INDIANAPOLIS — At 7 p.m. Monday, Indianapolis Mayor Joe Hogsett will go before the City-County Council and unveil his proposed 2024 spending plan.
The anticipated budget comes in at nearly $1.6 billion, roughly $200 million more than the 2023 budget and a 6.7% increase.
Public safety and the upkeep of Indianapolis and Marion County roads account for $941 million, about 60% of the entire annual spending plan.
IMPD makes up the single largest budget appropriation at $324 million, a 3.5% increase over last year’s spending.
The Marion County Sheriff’s Office will receive a 13% budget bump to $130 million while the Indianapolis Fire Department, dependent on complex apparatus and multiple stations, will receive $255 million.

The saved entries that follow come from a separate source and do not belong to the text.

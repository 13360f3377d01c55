use std::fmt;

use crate::macros::nutype_string;

/// The three text fields of the contact form.
///
/// Every value is always a string; a freshly mounted form starts with three
/// empty strings.
#[derive(Debug, Clone, Default, PartialEq, Eq, Hash)]
pub struct FormFields {
    pub name: String,
    pub contact_info: String,
    pub message: String,
}

impl FormFields {
    pub fn new(
        name: impl Into<String>,
        contact_info: impl Into<String>,
        message: impl Into<String>,
    ) -> Self {
        Self {
            name: name.into(),
            contact_info: contact_info.into(),
            message: message.into(),
        }
    }

    pub fn get(&self, field: FormField) -> &str {
        match field {
            FormField::Name => &self.name,
            FormField::ContactInfo => &self.contact_info,
            FormField::Message => &self.message,
        }
    }

    pub fn set(&mut self, field: FormField, value: String) {
        match field {
            FormField::Name => self.name = value,
            FormField::ContactInfo => self.contact_info = value,
            FormField::Message => self.message = value,
        }
    }

    pub fn clear(&mut self) {
        *self = Self::default();
    }

    pub fn is_empty(&self) -> bool {
        FormField::ALL.iter().all(|&field| self.get(field).is_empty())
    }
}

#[derive(Debug, Clone, Copy, PartialEq, Eq, Hash)]
pub enum FormField {
    Name,
    ContactInfo,
    Message,
}

impl FormField {
    pub const ALL: [Self; 3] = [Self::Name, Self::ContactInfo, Self::Message];

    pub fn label(self) -> &'static str {
        match self {
            Self::Name => "Your Name",
            Self::ContactInfo => "Email / Phone",
            Self::Message => "Message",
        }
    }

    pub fn placeholder(self) -> &'static str {
        match self {
            Self::Name => "What's your name?",
            Self::ContactInfo => "How can I reach you?",
            Self::Message => "Send me any inquiries or questions",
        }
    }

    /// Inline helper text shown below an invalid field.
    pub fn error_text(self) -> &'static str {
        match self {
            Self::Name => "Please enter your name",
            Self::ContactInfo => "Please enter your email or phone number",
            Self::Message => "Please enter the message",
        }
    }
}

impl fmt::Display for FormField {
    fn fmt(&self, f: &mut fmt::Formatter<'_>) -> fmt::Result {
        f.write_str(self.label())
    }
}

/// Per-field invalid flags computed by the latest submit attempt.
#[derive(Debug, Clone, Copy, Default, PartialEq, Eq, Hash)]
pub struct ValidationState {
    pub name_invalid: bool,
    pub contact_info_invalid: bool,
    pub message_invalid: bool,
}

impl ValidationState {
    /// Marks every empty field as invalid.
    pub fn of(fields: &FormFields) -> Self {
        Self {
            name_invalid: fields.name.is_empty(),
            contact_info_invalid: fields.contact_info.is_empty(),
            message_invalid: fields.message.is_empty(),
        }
    }

    pub fn is_valid(&self) -> bool {
        !(self.name_invalid || self.contact_info_invalid || self.message_invalid)
    }

    pub fn is_invalid(&self, field: FormField) -> bool {
        match field {
            FormField::Name => self.name_invalid,
            FormField::ContactInfo => self.contact_info_invalid,
            FormField::Message => self.message_invalid,
        }
    }

    pub fn invalid_fields(&self) -> impl Iterator<Item = FormField> + '_ {
        FormField::ALL
            .into_iter()
            .filter(|&field| self.is_invalid(field))
    }
}

/// Snapshot of a complete form, shaped for the email relay.
///
/// Sender name, contact and body can only hold non-empty strings, so a payload
/// never exists for an incomplete form.
#[derive(Debug, Clone, PartialEq, Eq)]
pub struct MessagePayload {
    pub sender_name: SenderName,
    pub sender_contact: SenderContact,
    pub body: MessageBody,
    pub recipient_label: String,
}

impl MessagePayload {
    /// Returns `None` if any of the fields is empty.
    pub fn from_fields(fields: &FormFields, recipient_label: impl Into<String>) -> Option<Self> {
        Some(Self {
            sender_name: fields.name.clone().try_into().ok()?,
            sender_contact: fields.contact_info.clone().try_into().ok()?,
            body: fields.message.clone().try_into().ok()?,
            recipient_label: recipient_label.into(),
        })
    }
}

nutype_string!(SenderName(validate(not_empty)));
nutype_string!(SenderContact(validate(not_empty)));
nutype_string!(MessageBody(validate(not_empty)));

#[cfg(test)]
mod tests {
    use pretty_assertions::assert_eq;

    use super::*;

    #[test]
    fn validation_flags_follow_empty_fields() {
        let fields = FormFields::new("Ada", "", "Hello");

        let validation = ValidationState::of(&fields);

        assert_eq!(
            validation,
            ValidationState {
                name_invalid: false,
                contact_info_invalid: true,
                message_invalid: false,
            }
        );
        assert!(!validation.is_valid());
        assert_eq!(
            validation.invalid_fields().collect::<Vec<_>>(),
            [FormField::ContactInfo]
        );
    }

    #[test]
    fn whitespace_counts_as_filled() {
        let fields = FormFields::new(" ", "\t", "\n");
        assert!(ValidationState::of(&fields).is_valid());
        assert!(MessagePayload::from_fields(&fields, "Owner").is_some());
    }

    #[test]
    fn payload_from_complete_fields() {
        let fields = FormFields::new("Ada", "ada@example.com", "Hello");

        let payload = MessagePayload::from_fields(&fields, "Owner").unwrap();

        assert_eq!(*payload.sender_name, "Ada");
        assert_eq!(*payload.sender_contact, "ada@example.com");
        assert_eq!(*payload.body, "Hello");
        assert_eq!(payload.recipient_label, "Owner");
    }

    #[test]
    fn payload_requires_every_field() {
        for field in FormField::ALL {
            let mut fields = FormFields::new("Ada", "ada@example.com", "Hello");
            fields.set(field, String::new());
            assert_eq!(MessagePayload::from_fields(&fields, "Owner"), None);
        }
    }

    #[test]
    fn empty_strings_are_rejected_by_newtypes() {
        assert!(SenderName::try_from(String::new()).is_err());
        assert!(SenderContact::try_from(String::new()).is_err());
        assert!(MessageBody::try_from(String::new()).is_err());
    }

    #[test]
    fn clear_resets_to_default() {
        let mut fields = FormFields::new("Ada", "ada@example.com", "Hello");
        fields.clear();
        assert_eq!(fields, FormFields::default());
        assert!(fields.is_empty());
    }
}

The Department of Public Works, responsible for the repair and upkeep of streets and roads as well as infrastructure, will be allotted $232 million next year.
The Marion County Prosecutor, Public Defender and courts will all receive ten percent budget increases.
The Office of Public Health and Safety will see a 40% budget increase to $30.4 million, indicating Hogsett’s doubling down on his community anti-violence strategy including the funding of neighborhood programs and Peacemakers hired to walk the streets and interact with victims and families impacted by violence.
One agency that will feel the impact of budget cuts will be the Marion County Coroners Office which will realize a 30% budget decrease to $7 million.
The Coroner’s budget had been steadily increasing due to the additional workload in addressing cases of COVID and overdose deaths.
Chief Deputy Coroner Alfie McGinty told FOX59/CBS4 that while her staff expects to move into new facilities in September of 2024, some additional grants and funding have run out.
“We should be ok,” said McGinty. “Overdose deaths are still on the rise, other deaths have decreased slightly.
“If we start to see a shift in cases and workload, we will come back and ask for additional funds as needed.”
Once the budget passes through the Council committee process, it will be up for final adoption in mid-October.
One year ago, while presenting the 2023 municipal budget, Hogsett said that not only was his proposed spending plan balanced but homeowners received one-time $100-150 property tax breaks.